Using Rent to Own Homes to Maximize the 2017 Salt Lake City Real Estate Market
Buying a rent to own home in Salt Lake City is an excellent way to take advantage of the current real estate market and prepare for the future property values. First let us get an overview of the housing market and then we will see how you can maximize rent to own homes.
Salt Lake City, Utah Housing Market Overview
The whole state of Utah is currently benefiting from strong economic growth. This has been the trend over the past couple of years and forecasters anticipate that it will remain steady throughout 2017. The 2017 National Housing Forecast prepared by Realtor estimates that nationwide the real estate market will slow down slightly in comparison to the past couple of years with residential real estate price increases of an average of 3.9 percent.
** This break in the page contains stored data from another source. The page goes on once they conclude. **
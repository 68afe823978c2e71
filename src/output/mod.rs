//! Output writers for weaving reports.
//!
//! This module handles rendering frozen statistics:
//! - JSON reports (versioned envelope)
//! - Text summaries

pub mod json;
pub mod schema;
pub mod text;

// Re-export main functions
pub use json::{read_report, report_to_string, validate_path, write_report};
pub use schema::WeavingReport;
pub use text::generate_text_summary;
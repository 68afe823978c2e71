//! Error types for the entire application.
//!
//! We use `thiserror` for library-style errors with custom types,
//! and `anyhow` for application-level error propagation in main.rs and commands.

use crate::statistics::FailureCause;
use thiserror::Error;

/// Errors raised by the statistics accumulators
#[derive(Error, Debug, Clone, PartialEq, Eq)]
pub enum StatisticsError {
    /// The fatal-exception slot is write-once; the first cause is kept.
    #[error("Fatal exception already recorded: {existing}")]
    FatalExceptionAlreadySet { existing: FailureCause },
}

/// Errors that can occur while writing or reading report files
#[derive(Error, Debug)]
pub enum OutputError {
    #[error("Failed to write file: {0}")]
    WriteFailed(#[source] std::io::Error),

    #[error("Failed to read file: {0}")]
    ReadFailed(#[source] std::io::Error),

    #[error("Failed to serialize JSON: {0}")]
    SerializationFailed(#[from] serde_json::Error),

    #[error("Invalid output path: {0}")]
    InvalidPath(String),
}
According to the forecast, Salt Lake City has been placed in the top 25 housing markets with a national ranking of 16th. The forecasted price increase is at a whopping 6.7 percent – nearly 3 percent higher than the national average!
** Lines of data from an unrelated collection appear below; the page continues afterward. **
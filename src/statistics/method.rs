//! Method level: records for one method or accessor.

use super::freeze::{Freeze, WeavingRecorder, WeavingSummary, WeavingTotals};
use super::record::WeavingRecord;
use log::debug;
use serde::{Deserialize, Serialize};

/// Collects records while the driver is inside one method
#[derive(Debug)]
pub struct MethodAccumulator {
    name: String,
    records: Vec<WeavingRecord>,
}

impl MethodAccumulator {
    pub fn new(name: impl Into<String>) -> Self {
        Self {
            name: name.into(),
            records: Vec::new(),
        }
    }

    pub fn name(&self) -> &str {
        &self.name
    }

    /// Records appended so far
    pub fn len(&self) -> usize {
        self.records.len()
    }

    pub fn is_empty(&self) -> bool {
        self.records.is_empty()
    }
}

impl WeavingRecorder for MethodAccumulator {
    fn add_record(&mut self, record: WeavingRecord) {
        self.records.push(record);
    }
}

impl Freeze for MethodAccumulator {
    type Snapshot = MethodStatistics;

    fn freeze(self) -> MethodStatistics {
        let stats = MethodStatistics {
            name: self.name,
            records: self.records,
        };
        debug!(
            "Froze method {}: {} records, {} failed",
            stats.name,
            stats.total_attempts(),
            stats.failure_count()
        );
        stats
    }
}

/// Read-only records of one method, in append order
///
/// Counts are derived from the records on every read, so they always add up
/// to the record count.
#[derive(Debug, Clone, PartialEq, Eq, Serialize, Deserialize)]
pub struct MethodStatistics {
    name: String,
    records: Vec<WeavingRecord>,
}

impl MethodStatistics {
    pub fn name(&self) -> &str {
        &self.name
    }

    pub fn records(&self) -> &[WeavingRecord] {
        &self.records
    }

    pub fn total_attempts(&self) -> usize {
        self.records.len()
    }

    pub fn success_count(&self) -> usize {
        self.records.iter().filter(|r| r.is_success()).count()
    }

    pub fn failure_count(&self) -> usize {
        self.total_attempts() - self.success_count()
    }

    /// At least one attempt against this method succeeded
    pub fn is_woven(&self) -> bool {
        self.records.iter().any(|r| r.is_success())
    }

    /// Failed records only, in append order
    pub fn failures(&self) -> impl Iterator<Item = &WeavingRecord> {
        self.records.iter().filter(|r| !r.is_success())
    }
}

impl WeavingSummary for MethodStatistics {
    fn totals(&self) -> WeavingTotals {
        WeavingTotals::from_records(&self.records)
    }
}

#[cfg(test)]
mod tests {
    use super::*;
    use crate::statistics::record::WeavingOutcome;

    #[test]
    fn test_freeze_keeps_append_order() {
        let mut method = MethodAccumulator::new("Service::Run");
        method.record_attempt("Service::Run", &["Log"], WeavingOutcome::Succeeded);
        method.record_attempt("Service::Run", &["Retry"], WeavingOutcome::failed("no slot"));
        method.record_attempt("Service::Run", &["Cache"], WeavingOutcome::Succeeded);

        let stats = method.freeze();

        let advice: Vec<&str> = stats.records().iter().map(|r| r.advice()[0].as_str()).collect();
        assert_eq!(advice, vec!["Log", "Retry", "Cache"]);
        assert_eq!(stats.total_attempts(), 3);
        assert_eq!(stats.success_count(), 2);
        assert_eq!(stats.failure_count(), 1);
    }

    #[test]
    fn test_repeated_attempts_are_not_deduplicated() {
        let mut method = MethodAccumulator::new("Service::Run");
        for _ in 0..3 {
            method.record_attempt("Service::Run", &["Log"], WeavingOutcome::Succeeded);
        }

        assert_eq!(method.len(), 3);
        assert_eq!(method.freeze().total_attempts(), 3);
    }

    #[test]
    fn test_empty_method() {
        let stats = MethodAccumulator::new("Service::Idle").freeze();

        assert_eq!(stats.total_attempts(), 0);
        assert!(!stats.is_woven());
        assert!(!stats.has_failures());
    }

    #[test]
    fn test_failures_iterator() {
        let mut method = MethodAccumulator::new("m");
        method.record_attempt("m", &["A"], WeavingOutcome::Succeeded);
        method.record_attempt("m", &["B"], WeavingOutcome::failed("boom"));

        let stats = method.freeze();
        let failed: Vec<_> = stats.failures().collect();

        assert_eq!(failed.len(), 1);
        assert_eq!(failed[0].advice(), &["B"]);
        assert!(stats.is_woven());
        assert!(stats.has_failures());
    }

    #[test]
    fn test_cloned_snapshot_is_identical() {
        let mut method = MethodAccumulator::new("m");
        method.record_attempt("m", &["A"], WeavingOutcome::failed("boom"));

        let stats = method.freeze();
        assert_eq!(stats.clone(), stats);
    }
}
2017 Real Estate Trends and the Impact on Rent to Own Homes
While a national property value increase of only 3.9 percent may seem quite small, the consumer price index is estimated to increase only 2.5 percent. That means that home values will increase more than rental rates. This is good news for buyers looking to purchase homes on a rent to own basis.
Especially considering that at present, it is slightly cheaper to rent a home in Salt Lake City than to buy according to a report by GoBankingRates. Buyers in Utah can use this to their advantage. While you will be paying an additional rental premium which is put towards the down payment, the base rent should be less than obtaining a new mortgage on the same house – especially if you do not have the full 20% for a down payment.
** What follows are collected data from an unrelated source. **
//! Summary command implementation.
//!
//! The summary command:
//! 1. Reads a weaving report from disk
//! 2. Renders the text summary
//! 3. Prints it to stdout

use crate::output::{generate_text_summary, read_report};
use crate::utils::config::{DEFAULT_MAX_FAILURES, DEFAULT_REPORT_PATH};
use anyhow::{Context, Result};
use log::{debug, info, warn};
use std::path::PathBuf;

/// Arguments for the summary command
#[derive(Debug, Clone)]
pub struct SummaryArgs {
    /// Path to the JSON report
    pub report: PathBuf,

    /// Maximum number of failed join points to list
    pub max_failures: usize,
}

impl Default for SummaryArgs {
    fn default() -> Self {
        Self {
            report: PathBuf::from(DEFAULT_REPORT_PATH),
            max_failures: DEFAULT_MAX_FAILURES,
        }
    }
}

/// Validate summary arguments before touching the filesystem
pub fn validate_args(args: &SummaryArgs) -> Result<()> {
    if args.report.as_os_str().is_empty() {
        anyhow::bail!("Report path cannot be empty");
    }

    if args.max_failures > 10_000 {
        anyhow::bail!("max_failures is too large (max 10000)");
    }

    Ok(())
}

/// Load a report and render its text summary
pub fn render_summary(args: &SummaryArgs) -> Result<String> {
    validate_args(args)?;

    let report = read_report(&args.report)
        .with_context(|| format!("Failed to read report {}", args.report.display()))?;
    debug!("Report schema version {}", report.version);

    let stats = &report.statistics;
    if !stats.is_complete() {
        warn!("Weaving pass for {} did not complete", stats.name());
    }

    Ok(generate_text_summary(stats, args.max_failures))
}

/// Execute the summary command
///
/// **Public** - main entry point called from main.rs
pub fn execute_summary(args: SummaryArgs) -> Result<()> {
    info!("Summarizing report: {}", args.report.display());

    let summary = render_summary(&args)?;
    println!("{}", summary);

    Ok(())
}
So how do you make all of these predictions work in your benefit when it comes to buying rent to own property? Easy. Apply these few tips and you can make the 2017 market predictions work to in your favor:
Make sure the rent is based on current market rates.You do not want to pay more than market rent. This does not include the rent premium – this is above the market rent as mentioned earlier. If your lease will be longer than one year, then make sure that the rent increases are based on the Consumer Price Index. This should keep your rent from increasing more than 2.5% annually.
Lock in a purchase price for the home when you sign the option agreement.
If you can agree on a purchase price at the start of the agreement, then when the market appreciates – and it will – the difference between the purchase price and the market value is equity in your pocket. There is a slight catch here, however. Lenders will usually only write a mortgage based on the written purchase price. While you may not be able to take advantage of the equity right away, it is still there. That equity can be accessed when you are ready to refinance.
If you wait until the lease ends and the option is activated to set the purchase price, the property owner will gain any market appreciation instead of you. As the property value increases, your monthly rent premium will add up to be a smaller percentage of the purchase price in the end.